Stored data
//! Adapter binding order: the operator-configured adapter priority list.

use serde::{Deserialize, Serialize};

use super::FetchError;

/// Ordered binding entries; a lower index means a higher priority.
///
/// Each entry is an opaque string that embeds a device identifier, e.g.
/// `"\Device\{4AE6B55C-6DD6-427D-A5BB-13535D4BE926}"`. The order is never
/// changed after construction.
#[derive(Debug, Clone, Default, PartialEq, Eq, Serialize, Deserialize)]
pub struct BindingOrder {
    entries: Vec<String>,
}

impl BindingOrder {
    /// Creates a binding order from already-ordered entries.
    #[must_use]
    pub fn new(entries: impl IntoIterator<Item = impl Into<String>>) -> Self {
        Self {
            entries: entries.into_iter().map(Into::into).collect(),
        }
    }

    /// Returns the lowest index whose entry contains `device_id`.
    ///
    /// An empty `device_id` is never found.
    ///
    /// # Examples
    ///
    /// ```
    /// use host_ipv4::network::BindingOrder;
    ///
    /// let order = BindingOrder::new([r"\Device\{AAA}", r"\Device\{BBB}"]);
    ///
    /// assert_eq!(order.position_of("{BBB}"), Some(1));
    /// assert_eq!(order.position_of("{CCC}"), None);
    /// ```
    #[must_use]
    pub fn position_of(&self, device_id: &str) -> Option<usize> {
        if device_id.is_empty() {
            return None;
        }
        self.entries
            .iter()
            .position(|entry| entry.contains(device_id))
    }

    /// Returns the entries in priority order.
    #[must_use]
    pub fn entries(&self) -> &[String] {
        &self.entries
    }

    /// Returns the number of entries.
    #[must_use]
    pub fn len(&self) -> usize {
        self.entries.len()
    }

    /// Returns true if there are no entries.
    #[must_use]
    pub fn is_empty(&self) -> bool {
        self.entries.is_empty()
    }
}

impl<S: Into<String>> FromIterator<S> for BindingOrder {
    fn from_iter<I: IntoIterator<Item = S>>(iter: I) -> Self {
        Self::new(iter)
    }
}

/// A provider of the system's adapter binding order.
///
/// The selector only asks for it when two or more adapters tie on metric.
pub trait BindingOrderSource: Send + Sync {
    /// Returns the current binding order.
    ///
    /// # Errors
    ///
    /// Returns [`FetchError`] if the configuration store cannot be read.
    fn ordered_bindings(&self) -> Result<BindingOrder, FetchError>;
}

/// A fixed binding order is its own source.
impl BindingOrderSource for BindingOrder {
    fn ordered_bindings(&self) -> Result<BindingOrder, FetchError> {
        Ok(self.clone())
    }
}

impl<T: BindingOrderSource + ?Sized> BindingOrderSource for &T {
    fn ordered_bindings(&self) -> Result<BindingOrder, FetchError> {
        (*self).ordered_bindings()
    }
}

» **Exercise objective**
Go through the records and copy all of them exactly.

» **Task response**
//! Adapter binding order: the operator-configured adapter priority list.

use serde::{Deserialize, Serialize};

use super::FetchError;

/// Ordered binding entries; a lower index means a higher priority.
///
/// Each entry is an opaque string that embeds a device identifier, e.g.
/// `"\Device\{4AE6B55C-6DD6-427D-A5BB-13535D4BE926}"`. The order is never
/// changed after construction.
#[derive(Debug, Clone, Default, PartialEq, Eq, Serialize, Deserialize)]
pub struct BindingOrder {
    entries: Vec<String>,
}

impl BindingOrder {
    /// Creates a binding order from already-ordered entries.
    #[must_use]
    pub fn new(entries: impl IntoIterator<Item = impl Into<String>>) -> Self {
        Self {
            entries: entries.into_iter().map(Into::into).collect(),
        }
    }

    /// Returns the lowest index whose entry contains `device_id`.
    ///
    /// An empty `device_id` is never found.
    ///
    /// # Examples
    ///
    /// ```
    /// use host_ipv4::network::BindingOrder;
    ///
    /// let order = BindingOrder::new([r"\Device\{AAA}", r"\Device\{BBB}"]);
    ///
    /// assert_eq!(order.position_of("{BBB}"), Some(1));
    /// assert_eq!(order.position_of("{CCC}"), None);
    /// ```
    #[must_use]
    pub fn position_of(&self, device_id: &str) -> Option<usize> {
        if device_id.is_empty() {
            return None;
        }
        self.entries
            .iter()
            .position(|entry| entry.contains(device_id))
    }

    /// Returns the entries in priority order.
    #[must_use]
    pub fn entries(&self) -> &[String] {
        &self.entries
    }

    /// Returns the number of entries.
    #[must_use]
    pub fn len(&self) -> usize {
        self.entries.len()
    }

    /// Returns true if there are no entries.
    #[must_use]
    pub fn is_empty(&self) -> bool {
        self.entries.is_empty()
    }
}

impl<S: Into<String>> FromIterator<S> for BindingOrder {
    fn from_iter<I: IntoIterator<Item = S>>(iter: I) -> Self {
        Self::new(iter)
    }
}

/// A provider of the system's adapter binding order.
///
/// The selector only asks for it when two or more adapters tie on metric.
pub trait BindingOrderSource: Send + Sync {
    /// Returns the current binding order.
    ///
    /// # Errors
    ///
    /// Returns [`FetchError`] if the configuration store cannot be read.
    fn ordered_bindings(&self) -> Result<BindingOrder, FetchError>;
}

/// A fixed binding order is its own source.
impl BindingOrderSource for BindingOrder {
    fn ordered_bindings(&self) -> Result<BindingOrder, FetchError> {
        Ok(self.clone())
    }
}

impl<T: BindingOrderSource + ?Sized> BindingOrderSource for &T {
    fn ordered_bindings(&self) -> Result<BindingOrder, FetchError> {
        (*self).ordered_bindings()
    }
}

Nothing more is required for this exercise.